PROBLEM TO SOLVE: Your answer should consist of the lines holding "Money", copied from the material below.

INPUT DATA:

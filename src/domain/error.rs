use crate::domain::{AccountId, AccountStatus, EntryStatus, Money, ReferenceId};

/// Why an amount was refused.
#[derive(Debug, Clone, Copy, PartialEq, Eq)]
pub enum AmountIssue {
    Zero,
    Negative,
    /// The result would not fit in the representable range.
    Overflow,
}

impl AmountIssue {
    /// Classifies an amount that a debit or credit must refuse.
    pub fn of(amount: Money) -> Option<Self> {
        if amount.is_zero() {
            Some(AmountIssue::Zero)
        } else if amount.is_negative() {
            Some(AmountIssue::Negative)
        } else {
            None
        }
    }
}

impl core::fmt::Display for AmountIssue {
    fn fmt(&self, f: &mut core::fmt::Formatter<'_>) -> core::fmt::Result {
        f.write_str(match self {
            AmountIssue::Zero => "ZERO",
            AmountIssue::Negative => "NEGATIVE",
            AmountIssue::Overflow => "OVERFLOW",
        })
    }
}

#[derive(Debug, Clone, Copy, PartialEq, Eq)]
pub enum LookupBy {
    Id,
    Alias,
}

impl core::fmt::Display for LookupBy {
    fn fmt(&self, f: &mut core::fmt::Formatter<'_>) -> core::fmt::Result {
        f.write_str(match self {
            LookupBy::Id => "id",
            LookupBy::Alias => "alias",
        })
    }
}

/// Domain failures of account mutation and transfer validation.
///
/// Each kind keeps the stable code exposed to API clients (see [`TransferError::code`]).
#[derive(Debug, Clone, PartialEq, Eq, thiserror::Error)]
pub enum TransferError {
    #[error("Invalid amount {amount} ({reason})")]
    InvalidAmount { amount: Money, reason: AmountIssue },

    #[error(
        "Insufficient balance in account {account_id}: available {available}, requested {requested}, short by {shortfall}"
    )]
    InsufficientBalance {
        account_id: AccountId,
        available: Money,
        requested: Money,
        shortfall: Money,
    },

    #[error("Account not found by {lookup}: {key}")]
    AccountNotFound { key: String, lookup: LookupBy },

    #[error("Account {account_id} is not active (status {status})")]
    AccountNotActive {
        account_id: AccountId,
        status: AccountStatus,
    },

    #[error("Cannot transfer from account {account_id} to itself")]
    SameAccountTransfer { account_id: AccountId },

    #[error("Invalid transfer: {reason}")]
    InvalidTransfer { reason: String },
}

impl TransferError {
    pub fn code(&self) -> Option<&'static str> {
        match self {
            TransferError::InvalidAmount { .. } => Some("U09"),
            TransferError::InsufficientBalance { .. } => Some("U30"),
            TransferError::AccountNotFound { .. } => Some("U30"),
            TransferError::AccountNotActive { .. } => None,
            TransferError::SameAccountTransfer { .. } => Some("U16"),
            TransferError::InvalidTransfer { .. } => None,
        }
    }

    pub(crate) fn not_found(id: &AccountId) -> Self {
        TransferError::AccountNotFound {
            key: id.to_string(),
            lookup: LookupBy::Id,
        }
    }
}

/// Infrastructure failures. Never reported as a domain outcome.
#[derive(Debug, Clone, PartialEq, Eq, thiserror::Error)]
pub enum StoreError {
    #[error("Store backend failed: {0}")]
    Backend(String),

    #[error("Ledger entry {reference} is already {status}")]
    Finalized {
        reference: ReferenceId,
        status: EntryStatus,
    },
}

#[derive(Debug, thiserror::Error)]
pub enum Error {
    #[error(transparent)]
    IO(#[from] std::io::Error),

    #[error(transparent)]
    Csv(#[from] csv::Error),

    #[error("Ingestion failed with: {0}")]
    Ingestion(String),

    #[error("Configuration error: {0}")]
    Config(String),

    #[error(transparent)]
    Transfer(#[from] TransferError),

    #[error("Account {0} already exists")]
    AccountExists(AccountId),

    #[error("Storage failed with: {0}")]
    Storage(#[from] StoreError),
}

impl Error {
    pub fn code(&self) -> Option<&'static str> {
        self.as_transfer().and_then(TransferError::code)
    }

    pub fn as_transfer(&self) -> Option<&TransferError> {
        match self {
            Error::Transfer(e) => Some(e),
            _ => None,
        }
    }
}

ANSWER BOX:
use crate::domain::{AccountId, AccountStatus, EntryStatus, Money, ReferenceId};
    pub fn of(amount: Money) -> Option<Self> {
    InvalidAmount { amount: Money, reason: AmountIssue },
        available: Money,
        requested: Money,
        shortfall: Money,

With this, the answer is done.